Oleh :
Adinda Putri Nabiilah SH C.IJ C.PW
Koran Sakti.co.id, Bangka Belitung – Vonis terhadap tiga mantan Kepala Dinas Energi dan Sumber Daya Mineral (Kadis ESDM) Provinsi Bangka Belitung dalam kasus korupsi pengelolaan timah menjadi sorotan tajam. Ketiga terdakwa, yakni Suranto Wibowo, Amir Syahbana, dan Rusbani, hanya divonis 2 hingga 4 tahun penjara oleh Pengadilan Tindak Pidana Korupsi (Tipikor) Jakarta Pusat.
Putusan ini memunculkan polemik karena dinilai terlalu ringan, terutama jika dibandingkan dengan besarnya dampak yang ditimbulkan oleh praktik korupsi dalam sektor tambang timah.
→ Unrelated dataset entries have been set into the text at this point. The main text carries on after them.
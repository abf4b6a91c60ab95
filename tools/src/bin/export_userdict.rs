//! Export a stored user dictionary as JSON.
//!
//! Usage:
//!   cargo run -p libtranslit-tools --bin export_userdict -- --db user.redb --input-tool hi
//!   cargo run -p libtranslit-tools --bin export_userdict -- --db user.redb --all --output dump.json

use std::collections::BTreeMap;
use std::path::PathBuf;

use anyhow::{bail, Context, Result};
use clap::Parser;
use libtranslit_core::{Config, PersistenceStore, RedbStore};
use libtranslit_tools::init_tracing;

#[derive(Parser, Debug)]
#[command(name = "export_userdict")]
#[command(about = "Export a user dictionary from a redb store as JSON")]
struct Args {
    /// Path to the user dictionary database
    #[arg(short, long)]
    db: PathBuf,

    /// Input tool whose dictionary to export
    #[arg(short, long, default_value = "translit")]
    input_tool: String,

    /// Export every stored key instead of one input tool
    #[arg(long)]
    all: bool,

    /// Output file (defaults to stdout)
    #[arg(short, long)]
    output: Option<PathBuf>,
}

fn main() -> Result<()> {
    init_tracing();
    let args = Args::parse();

    if !args.db.exists() {
        bail!("no database at {}", args.db.display());
    }
    let store = RedbStore::new(&args.db)?;

    let keys = if args.all {
        store.keys()?
    } else {
        let config = Config {
            input_tool: args.input_tool.clone(),
            ..Config::default()
        };
        vec![config.user_dict_key()]
    };

    let mut dump: BTreeMap<String, serde_json::Value> = BTreeMap::new();
    for key in keys {
        let Some(raw) = store.get_item(&key) else {
            tracing::warn!(key = %key, "no stored dictionary");
            continue;
        };
        let value = serde_json::from_str(&raw).with_context(|| format!("parse {}", key))?;
        dump.insert(key, value);
    }

    let output = if args.all {
        serde_json::to_string_pretty(&dump)?
    } else {
        let value = dump.into_values().next().unwrap_or(serde_json::Value::Null);
        serde_json::to_string_pretty(&value)?
    };

    if let Some(path) = args.output {
        std::fs::write(&path, output).with_context(|| format!("write {}", path.display()))?;
    } else {
        println!("{}", output);
    }
    Ok(())
}
// core/tests/userdict_persistence.rs
//
// Integration tests for learned words surviving engine restarts.
//
// Tests cover:
// - persist() through MemoryStore and RedbStore
// - enable_user_dict() off/on cycles
// - Stored JSON layout under the input-tool key

use std::rc::Rc;

use libtranslit_core::{
    Config, Engine, MemoryStore, ModelBuilder, ModelData, PersistenceStore, PersonalDict,
    RedbStore, SyllableSegmenter,
};

fn model() -> ModelData {
    let mut b = ModelBuilder::new();
    b.add("ka", "क", -1.0);
    b.add("ka", "का", -1.4);
    b.add("la", "ल", -1.0);
    b.add("kala", "कल", -0.6);
    b.add("kala", "काला", -0.9);
    b.build().expect("build model")
}

fn engine_with(store: Rc<dyn PersistenceStore>) -> Engine<SyllableSegmenter> {
    let config = Config {
        input_tool: "hi".into(),
        ..Config::default()
    };
    let mut engine = Engine::new(config, SyllableSegmenter::new(&["ka", "la"]), Some(store));
    engine.set_model(model()).expect("attach model");
    engine
}

fn top_two(engine: &mut Engine<SyllableSegmenter>) -> Vec<String> {
    engine
        .decode("kala", 2)
        .expect("response")
        .candidates
        .into_iter()
        .map(|c| c.text)
        .collect()
}

#[test]
fn learned_word_survives_restart_with_memory_store() {
    let store = MemoryStore::new();
    {
        let mut engine = engine_with(Rc::new(store.clone()));
        engine.add_user_commits("kala", "कला");
        engine.persist().expect("persist");
    }
    assert_eq!(store.len(), 1);
    let raw = store.get_item("hi_user_dictionary").expect("stored value");
    let parsed: serde_json::Value = serde_json::from_str(&raw).expect("json");
    assert_eq!(parsed["kala"]["कला"], 1);

    let mut engine = engine_with(Rc::new(store));
    assert_eq!(top_two(&mut engine), vec!["कल", "कला"]);
}

#[test]
fn unpersisted_commits_are_lost() {
    let store = MemoryStore::new();
    {
        let mut engine = engine_with(Rc::new(store.clone()));
        engine.add_user_commits("kala", "कला");
    }
    assert!(store.is_empty());
    let mut engine = engine_with(Rc::new(store));
    assert_eq!(top_two(&mut engine), vec!["कल", "काला"]);
}

#[test]
fn disabling_persists_and_reenabling_reloads() {
    let store = MemoryStore::new();
    let mut engine = engine_with(Rc::new(store.clone()));
    engine.add_user_commits("kala", "कला");

    engine.enable_user_dict(false);
    assert!(engine.user_dict().is_none());
    assert!(!engine.config().user_dict_enabled);
    assert_eq!(top_two(&mut engine), vec!["कल", "काला"]);
    assert!(!store.is_empty());

    engine.enable_user_dict(true);
    assert_eq!(engine.user_dict().map(PersonalDict::permanent_len), Some(1));
    assert_eq!(top_two(&mut engine), vec!["कल", "कला"]);
}

#[test]
fn redb_store_round_trip() {
    let dir = tempfile::tempdir().expect("tempdir");
    let path = dir.path().join("user").join("dict.redb");
    {
        let store = RedbStore::new(&path).expect("open store");
        let mut engine = engine_with(Rc::new(store));
        engine.add_user_commits("kala", "कला");
        engine.add_user_commits("kala", "कला");
        engine.add_user_commits("ka", "का");
        engine.persist().expect("persist");
    }

    let store = RedbStore::new(&path).expect("reopen store");
    assert_eq!(store.keys().expect("keys"), vec!["hi_user_dictionary"]);
    let mut engine = engine_with(Rc::new(store));
    assert_eq!(top_two(&mut engine), vec!["कल", "कला"]);
    let dict = engine.user_dict().expect("enabled");
    assert_eq!(dict.counts("kala", "कला"), (0, 2));
    assert_eq!(dict.lookup("ka").as_deref(), Some("का"));
}

#[test]
fn permanent_cap_holds_across_persist() {
    let store = MemoryStore::new();
    let config = Config {
        input_tool: "cap".into(),
        max_permanent_size: 3,
        max_latest_entries: 2,
        ..Config::default()
    };
    let shared: Rc<dyn PersistenceStore> = Rc::new(store.clone());
    let mut dict = PersonalDict::new(&config, Some(Rc::clone(&shared)));
    for (i, word) in ["a", "b", "c", "d", "e", "f"].iter().enumerate() {
        for _ in 0..=i {
            dict.record("src", word);
        }
    }
    dict.persist().expect("persist");
    assert!(dict.permanent_len() <= 3);

    let reloaded = PersonalDict::new(&config, Some(shared));
    assert_eq!(reloaded.permanent_len(), dict.permanent_len());
    assert_eq!(reloaded.lookup("src").as_deref(), Some("f"));
}
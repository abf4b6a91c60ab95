//! Personal dictionary: learns which target a user commits for a source.
//!
//! Responsibilities implemented here:
//! - `PersonalDict`: two-tier counts (`latest` for recent activity,
//!   `permanent` for the persisted history) with recency-weighted lookup and a
//!   hard cap on the permanent tier.
//! - `PersistenceStore`: the string key/value boundary the dictionary writes
//!   through, with an in-memory backend and a `redb` backend.
//!
//! The stored value is a JSON object `{ source: { target: count } }` under the
//! key `<input_tool>_user_dictionary`.
use std::cell::RefCell;
use std::collections::BTreeMap;
use std::fmt;
use std::path::{Path, PathBuf};
use std::rc::Rc;

use ahash::{AHashMap, AHashSet};
use anyhow::{Context, Result};
use redb::ReadableTable;
use serde::de::{MapAccess, Visitor};
use serde::ser::SerializeMap;
use serde::{Deserialize, Deserializer, Serialize, Serializer};

use crate::heap::Heap;
use crate::Config;

/// String key/value storage used for user data.
pub trait PersistenceStore {
    fn get_item(&self, key: &str) -> Option<String>;
    fn set_item(&self, key: &str, value: &str) -> Result<()>;
}

/// In-process store. Clones share the same contents.
#[derive(Clone, Debug, Default)]
pub struct MemoryStore {
    inner: Rc<RefCell<AHashMap<String, String>>>,
}

impl MemoryStore {
    pub fn new() -> Self {
        Self::default()
    }

    pub fn len(&self) -> usize {
        self.inner.borrow().len()
    }

    pub fn is_empty(&self) -> bool {
        self.inner.borrow().is_empty()
    }
}
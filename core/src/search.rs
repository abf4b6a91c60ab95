//! Memoized segmentation search over a token lattice.
//!
//! A lattice is a slice of positions, each holding the surface alternatives
//! of one token (first alternative = the typed form). `search` scores every
//! way of splitting the lattice into dictionary segments; `prefix_search`
//! collects words that cover only the leading tokens. Both memoize their
//! sub-results for the life of a composition; `clear` must be called when the
//! composition is reset or the cursor moves.

use std::num::NonZeroUsize;
use std::rc::Rc;

use ahash::AHashSet;
use lru::LruCache;

use crate::candidate::Candidate;
use crate::codec::{Codec, Target};
use crate::heap::Heap;
use crate::Config;

/// Structural memo key: the first alternative of every position plus the
/// initials flag.
#[derive(Debug, Clone, PartialEq, Eq, Hash)]
struct SearchKey {
    tokens: Vec<String>,
    all_initials: bool,
}

impl SearchKey {
    fn new(tokens: &[Vec<String>], all_initials: bool) -> Self {
        Self {
            tokens: tokens
                .iter()
                .map(|alts| alts.first().cloned().unwrap_or_default())
                .collect(),
            all_initials,
        }
    }
}

/// A word covering the first `range` tokens.
#[derive(Debug, Clone, PartialEq)]
pub struct PrefixMatch {
    pub range: usize,
    pub target: String,
}

/// Segmentation search engine bound to one model.
pub struct Transliterator {
    codec: Codec,
    multi_segment_factor: f64,
    beam: usize,
    max_token_length: usize,
    cache: LruCache<SearchKey, Rc<Heap<String>>>,
    prefix_cache: LruCache<SearchKey, Heap<PrefixMatch>>,
    prefix_bound: usize,
    cache_hits: usize,
    cache_misses: usize,
}

impl Transliterator {
    pub fn new(mut codec: Codec, config: &Config) -> Self {
        codec.set_max_sequence_size(config.max_sequence_size);
        let capacity = NonZeroUsize::new(config.max_cache_size).unwrap_or(NonZeroUsize::MIN);
        Self {
            codec,
            multi_segment_factor: config.multi_segment_factor,
            beam: config.search_beam.max(1),
            max_token_length: config.max_token_length,
            cache: LruCache::new(capacity),
            prefix_cache: LruCache::new(capacity),
            prefix_bound: 0,
            cache_hits: 0,
            cache_misses: 0,
        }
    }

    pub fn codec(&self) -> &Codec {
        &self.codec
    }

    /// Best segmentations of the whole lattice, at most `search_beam` of them.
    ///
    /// Keys are log-probabilities; the heap root is the weakest survivor.
    pub fn search(&mut self, tokens: &[Vec<String>], all_initials: bool) -> Rc<Heap<String>> {
        if tokens.is_empty() || tokens.len() > self.max_token_length {
            return Rc::new(Heap::new());
        }

        let key = SearchKey::new(tokens, all_initials);
        if let Some(hit) = self.cache.get(&key) {
            self.cache_hits += 1;
            return Rc::clone(hit);
        }
        self.cache_misses += 1;

        let beam = self.beam;
        let mut results: Heap<String> = Heap::with_capacity(beam + 1);
        for Target { segment, prob } in self.codec.target_mappings(tokens, all_initials) {
            push_best(&mut results, prob, segment, beam);
        }

        for split in (1..tokens.len()).rev() {
            let suffix = self.search(&tokens[split..], all_initials);
            let Some((suffix_score, suffix_word)) = best_entry(&suffix) else {
                continue;
            };
            let prefix = self.search(&tokens[..split], all_initials);
            for (prefix_score, prefix_word) in prefix.iter() {
                let score = prefix_score + suffix_score + self.multi_segment_factor;
                let word = format!("{}{}", prefix_word, suffix_word);
                push_best(&mut results, score, word, beam);
            }
        }

        let results = Rc::new(results);
        self.cache.put(key, Rc::clone(&results));
        results
    }

    /// Words covering strict prefixes of the lattice, at most `results_num`.
    ///
    /// Each prefix length is resolved once per composition; a longer lattice
    /// extends the deepest cached prefix.
    pub fn prefix_search(
        &mut self,
        tokens: &[Vec<String>],
        results_num: usize,
        all_initials: bool,
    ) -> Heap<PrefixMatch> {
        if results_num != self.prefix_bound {
            self.prefix_cache.clear();
            self.prefix_bound = results_num;
        }
        if tokens.len() < 2 || tokens.len() > self.max_token_length || results_num == 0 {
            return Heap::new();
        }

        // Deepest cached prefix length and its heap.
        let mut start = 1;
        let mut acc: Heap<PrefixMatch> = Heap::with_capacity(results_num + 1);
        for len in (1..tokens.len()).rev() {
            let key = SearchKey::new(&tokens[..len], all_initials);
            if let Some(cached) = self.prefix_cache.get(&key) {
                acc = cached.clone();
                start = len + 1;
                break;
            }
        }

        for len in start..tokens.len() {
            let prefix = &tokens[..len];
            for Target { segment, prob } in self.codec.target_mappings(prefix, all_initials) {
                acc.push_bounded(
                    prob,
                    PrefixMatch {
                        range: len,
                        target: segment,
                    },
                    results_num,
                );
            }
            self.prefix_cache
                .put(SearchKey::new(prefix, all_initials), acc.clone());
        }
        acc
    }

    /// Merge full-length results and prefix completions, best first, keeping
    /// at most `results_num` distinct texts.
    ///
    /// The globally weakest root is popped until both heaps are empty, filling
    /// the output from the back; on equal keys the prefix heap yields first so
    /// full-length words stay ahead. A text seen earlier in the ranked list
    /// drops its later occurrences.
    pub fn rank_and_merge(
        &self,
        token_count: usize,
        results_num: usize,
        mut full: Heap<String>,
        mut prefix: Heap<PrefixMatch>,
    ) -> Vec<Candidate> {
        let mut reversed = Vec::with_capacity(full.count() + prefix.count());
        loop {
            let take_prefix = match (full.peek_key(), prefix.peek_key()) {
                (None, None) => break,
                (Some(_), None) => false,
                (None, Some(_)) => true,
                (Some(f), Some(p)) => p <= f,
            };
            if take_prefix {
                if let Some((score, m)) = prefix.remove_entry() {
                    reversed.push(Candidate::new(m.target, score, m.range));
                }
            } else if let Some((score, word)) = full.remove_entry() {
                reversed.push(Candidate::new(word, score, token_count));
            }
        }
        let mut seen = AHashSet::with_capacity(reversed.len());
        reversed
            .into_iter()
            .rev()
            .filter(|c| seen.insert(c.text.clone()))
            .take(results_num)
            .collect()
    }

    /// Full pipeline for one lattice: direct mappings of the whole lattice,
    /// best segmentations, and prefix completions.
    pub fn transliterate(
        &mut self,
        tokens: &[Vec<String>],
        results_num: usize,
        all_initials: bool,
    ) -> Vec<Candidate> {
        let _span = tracing::debug_span!("transliterate", tokens = tokens.len()).entered();
        if tokens.is_empty() || results_num == 0 || tokens.len() > self.max_token_length {
            return Vec::new();
        }

        let mut full: Heap<String> = Heap::with_capacity(results_num + 1);
        for Target { segment, prob } in self.codec.target_mappings(tokens, all_initials) {
            push_best(&mut full, prob, segment, results_num);
        }
        let segmented = self.search(tokens, all_initials);
        for (score, word) in segmented.iter() {
            push_best(&mut full, score, word.clone(), results_num);
        }

        let prefix = self.prefix_search(tokens, results_num, all_initials);
        tracing::debug!(
            full = full.count(),
            prefix = prefix.count(),
            "transliteration candidates"
        );
        self.rank_and_merge(tokens.len(), results_num, full, prefix)
    }

    /// Drop all memoized sub-results.
    pub fn clear(&mut self) {
        self.cache.clear();
        self.prefix_cache.clear();
        tracing::debug!("cleared search caches");
    }

    /// `(hits, misses)` of the segmentation cache.
    pub fn cache_stats(&self) -> (usize, usize) {
        (self.cache_hits, self.cache_misses)
    }

    pub fn cache_len(&self) -> usize {
        self.cache.len()
    }
}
Korupsi Tambang: Masalah Sistemik yang Menyentuh Hajat Hidup Orang Banyak
Tambang timah memiliki peran strategis dalam ekonomi nasional, khususnya di Bangka Belitung, sebagai salah satu penghasil timah terbesar di dunia. Namun, pengelolaan sektor ini kerap menjadi sarang praktik korupsi yang merugikan negara.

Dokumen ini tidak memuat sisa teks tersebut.